ホログラフィック・ディスプレイ実装スマホ「RED HYDROGEN」、2018年後半にアメリカでリリース
映画制作で使われる8Kデジタルカメラを販売しているカメラメーカーのレッド・デジタル・シネマカメラ・カンパニーは2017年8月、「RED HYDROGEN」という名のスマホを開発中であることを明らかにしていた。同スマホは、世界で初めてホログラフィック・ディスプレイを実装するということで一躍脚光を浴びたのだが、ついにリリース時期が明らかとなった。
AT&TとVerizonがキャリアに
テック系メディアのCNETは、5月17日、「RED HYDROGEN」のリリース情報を報じた記事を掲載した。同記事によると、同スマホは今年後半にアメリカの通信会社AT&TとVerizonからリリースされる。同スマホのOSにはAndroidが使われているのだが、価格は1,200ドル(約13万円)を予定している。この価格は、スマホメーカーSamsungがリリースしている最新機種Galaxy S9+(64GB)の839.99ドル(約9万円)、iPhone Xの999ドル(約11万円)と比較してもかなり高額だ。

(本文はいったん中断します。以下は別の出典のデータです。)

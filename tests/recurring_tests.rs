// Copyright (c) 2025 Soumyadip Sarkar.
// All rights reserved.
//
// This source code is licensed under the license found in the
// LICENSE file in the root directory of this source tree.

use std::sync::Arc;

use chrono::NaiveDate;
use ledgerwise::db;
use ledgerwise::engine::accounts::{get_account, NewAccount};
use ledgerwise::engine::recurring::{get_template, list_templates, RecurringState};
use ledgerwise::engine::transactions::{
    list_transactions, RecurringDraft, TransactionDraft, TransactionFilter,
};
use ledgerwise::engine::{Engine, ManualClock};
use ledgerwise::error::ErrorKind;
use ledgerwise::models::{AccountType, Category, TransactionType};
use ledgerwise::schedule::Schedule;
use ledgerwise::sinks::{MemorySink, NotificationKind, Priority};
use rusqlite::Connection;
use rust_decimal::Decimal;

const OWNER: &str = "alice";

fn d(y: i32, m: u32, day: u32) -> NaiveDate {
    NaiveDate::from_ymd_opt(y, m, day).unwrap()
}

fn dec(v: i64) -> Decimal {
    Decimal::from(v)
}

struct Fixture {
    conn: Connection,
    engine: Engine,
    sink: Arc<MemorySink>,
    clock: Arc<ManualClock>,
    account: i64,
}

fn setup() -> Fixture {
    let mut conn = db::open_in_memory().unwrap();
    let sink = Arc::new(MemorySink::new());
    let clock = Arc::new(ManualClock::at_date(d(2024, 3, 15)));
    let engine = Engine::new(sink.clone(), sink.clone()).with_clock(clock.clone());
    let account = engine
        .create_account(
            &mut conn,
            OWNER,
            NewAccount {
                name: "Checking".into(),
                account_type: AccountType::Bank,
                opening_balance: dec(1000),
            },
        )
        .unwrap()
        .id;
    Fixture {
        conn,
        engine,
        sink,
        clock,
        account,
    }
}

fn gym(f: &mut Fixture, start: NaiveDate, end: Option<NaiveDate>) -> i64 {
    f.engine
        .create_transaction(
            &mut f.conn,
            OWNER,
            TransactionDraft::new(TransactionType::Expense, f.account, dec(50), start)
                .category(Category::PersonalCare)
                .description("Gym")
                .recurring(RecurringDraft {
                    schedule: Schedule::monthly(),
                    end_date: end,
                    requires_approval: true,
                }),
        )
        .unwrap()
        .id
}

fn state(f: &Fixture, id: i64) -> RecurringState {
    get_template(&f.conn, OWNER, id, f.engine.today()).unwrap().state
}

#[test]
fn templates_do_not_touch_the_ledger() {
    let mut f = setup();
    let id = gym(&mut f, d(2024, 3, 20), None);
    assert_eq!(get_account(&f.conn, OWNER, f.account).unwrap().balance, dec(1000));
    assert!(list_transactions(&f.conn, OWNER, &TransactionFilter::default()).unwrap().is_empty());
    assert_eq!(state(&f, id), RecurringState::Scheduled);
    assert_eq!(list_templates(&f.conn, OWNER, f.engine.today()).unwrap().len(), 1);
}

#[test]
fn approval_cycle() {
    let mut f = setup();
    let id = gym(&mut f, d(2024, 3, 20), None);

    assert!(f.engine.pending_approvals(&mut f.conn, OWNER).unwrap().is_empty());
    let err = f.engine.approve_recurring(&mut f.conn, OWNER, id, None).unwrap_err();
    assert_eq!(err.kind(), ErrorKind::Validation);

    f.clock.set_date(d(2024, 3, 18));
    let upcoming = f.engine.pending_approvals(&mut f.conn, OWNER).unwrap();
    assert_eq!(upcoming.len(), 1);
    let notes = f.sink.notifications_of(NotificationKind::RecurringApproval);
    assert_eq!(notes.len(), 1);
    assert_eq!(notes[0].priority, Priority::Medium);

    f.clock.set_date(d(2024, 3, 20));
    assert_eq!(state(&f, id), RecurringState::PendingApproval);
    f.engine.pending_approvals(&mut f.conn, OWNER).unwrap();
    let notes = f.sink.notifications_of(NotificationKind::RecurringApproval);
    assert_eq!(notes.last().unwrap().priority, Priority::High);

    let child = f
        .engine
        .approve_recurring(&mut f.conn, OWNER, id, Some(dec(55)))
        .unwrap();
    assert_eq!(child.amount, dec(55));
    assert_eq!(child.date, d(2024, 3, 20));
    assert_eq!(child.recurring_parent_id, Some(id));
    assert!(!child.is_template());
    assert_eq!(get_account(&f.conn, OWNER, f.account).unwrap().balance, dec(945));

    let tpl = get_template(&f.conn, OWNER, id, f.engine.today()).unwrap();
    let cfg = tpl.transaction.recurring.unwrap();
    assert_eq!(cfg.last_executed, Some(d(2024, 3, 20)));
    assert_eq!(cfg.next_execution, d(2024, 4, 20));
    assert_eq!(tpl.state, RecurringState::Scheduled);

    // A second approval in the same cycle has nothing to approve.
    let err = f.engine.approve_recurring(&mut f.conn, OWNER, id, None).unwrap_err();
    assert_eq!(err.kind(), ErrorKind::Validation);
}

#[test]
fn skip_consumes_the_cycle() {
    let mut f = setup();
    let id = gym(&mut f, d(2024, 3, 20), Some(d(2024, 4, 30)));
    f.clock.set_date(d(2024, 3, 21));
    let cfg = f.engine.skip_recurring(&mut f.conn, OWNER, id).unwrap();
    assert_eq!(cfg.next_execution, d(2024, 4, 20));
    assert_eq!(get_account(&f.conn, OWNER, f.account).unwrap().balance, dec(1000));

    f.clock.set_date(d(2024, 4, 20));
    f.engine.skip_recurring(&mut f.conn, OWNER, id).unwrap();
    assert_eq!(state(&f, id), RecurringState::Ended);
    let err = f.engine.skip_recurring(&mut f.conn, OWNER, id).unwrap_err();
    assert_eq!(err.kind(), ErrorKind::Validation);
}

#[test]
fn cancel_ends_the_template() {
    let mut f = setup();
    let id = gym(&mut f, d(2024, 3, 20), None);
    f.clock.set_date(d(2024, 3, 25));
    assert_eq!(state(&f, id), RecurringState::PendingApproval);

    let cfg = f.engine.cancel_recurring(&mut f.conn, OWNER, id).unwrap();
    assert_eq!(cfg.end_date, Some(d(2024, 3, 25)));
    assert_eq!(state(&f, id), RecurringState::Ended);

    for err in [
        f.engine.approve_recurring(&mut f.conn, OWNER, id, None).unwrap_err(),
        f.engine.skip_recurring(&mut f.conn, OWNER, id).unwrap_err(),
        f.engine.cancel_recurring(&mut f.conn, OWNER, id).unwrap_err(),
    ] {
        assert_eq!(err.kind(), ErrorKind::Validation);
    }
}

#[test]
fn process_due_catches_up_automatic_templates() {
    let mut f = setup();
    let salary = f
        .engine
        .create_transaction(
            &mut f.conn,
            OWNER,
            TransactionDraft::new(TransactionType::Income, f.account, dec(1000), d(2024, 1, 31))
                .category(Category::Salary)
                .recurring(RecurringDraft {
                    schedule: Schedule::monthly(),
                    end_date: None,
                    requires_approval: false,
                }),
        )
        .unwrap();
    gym(&mut f, d(2024, 3, 1), None);

    let posted = f.engine.process_due_recurring(&mut f.conn, OWNER).unwrap();
    let dates: Vec<NaiveDate> = posted.iter().map(|t| t.date).collect();
    assert_eq!(dates, vec![d(2024, 1, 31), d(2024, 2, 29)]);
    assert!(posted.iter().all(|t| t.recurring_parent_id == Some(salary.id)));
    assert_eq!(get_account(&f.conn, OWNER, f.account).unwrap().balance, dec(3000));

    assert!(f.engine.process_due_recurring(&mut f.conn, OWNER).unwrap().is_empty());
}

#[test]
fn only_income_and_expense_recur() {
    let mut f = setup();
    let other = f
        .engine
        .create_account(
            &mut f.conn,
            OWNER,
            NewAccount {
                name: "Savings".into(),
                account_type: AccountType::Savings,
                opening_balance: Decimal::ZERO,
            },
        )
        .unwrap();
    let err = f
        .engine
        .create_transaction(
            &mut f.conn,
            OWNER,
            TransactionDraft::new(TransactionType::Transfer, f.account, dec(10), d(2024, 3, 20))
                .to_account(other.id)
                .recurring(RecurringDraft {
                    schedule: Schedule::monthly(),
                    end_date: None,
                    requires_approval: false,
                }),
        )
        .unwrap_err();
    assert_eq!(err.kind(), ErrorKind::Validation);
}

リリースに先立つ6月2日と3日、ロサンゼルスで催されるAT&T主催の最先端テクノロジーを紹介するイベント「AT&T Shape」で同スマホが披露される予定だ。なお、同スマホの公式予約ページも存在するが、現在は予約できない状態になっている。
いろいろ「初めて」のスマホ
テック系ニュースメディア「スラッシュギア」は17日、その仕様が謎に包まれている「RED HYDROGEN」に関して、現在わかっている仕様をまとめた記事を公開した。まず、ディスプレイは2,560 x 1,440ピクセルの5.7インチであり、画素数はiPhone Xの2,436 x 1,125ピクセルを上回っている。同ディスプレイは「ホログラフィック・ディスプレイ」とも形容され、2D画像はもちろんのことVR&ARコンテンツにも対応する、と言われているが詳細は不明だ。さらに同スマホの独自仕様と思われる4-Viewコンテンツを再生できるのだが、開発元のレッドは「4-Viewコンテンツが何であるか知りたければ、それを見るしかない」とコメントしている。4-Viewコンテンツを見る手段がない現時点では、このコンテンツについても何もわからない。
4-Viewコンテンツを再生・共有するために、同スマホには「RED HYDROGEN ネットワーク」と呼ばれる通信機能が実装される。この機能を使うと、「最先端のゲーム、音楽、そして映画」が楽しめる。4-Viewコンテンツを制作するツールも公開される予定である。
また、同スマホに実装されるバッテリーは大容量のものであり、長時間の使用に耐えられるそうだ。その一方で、スマホ本体の重量は「ほとんどの5.7インチのスマホより約2オンス(約57g)重く」、厚さも競合するスマホに比べて数ミリほど厚い、とのこと。さらに、ポゴピン(スプリングが内蔵された針状の電極)を使って多様なアクセサリーとの接続が可能となっている。そのアクセサリーには、映画撮影用のハイスペックカメラ・モジュールも含まれる。
以上のように、同スマホはスマホの開発実績がないカメラメーカーが開発するだけに、前例のない「トガッた」仕様となっている。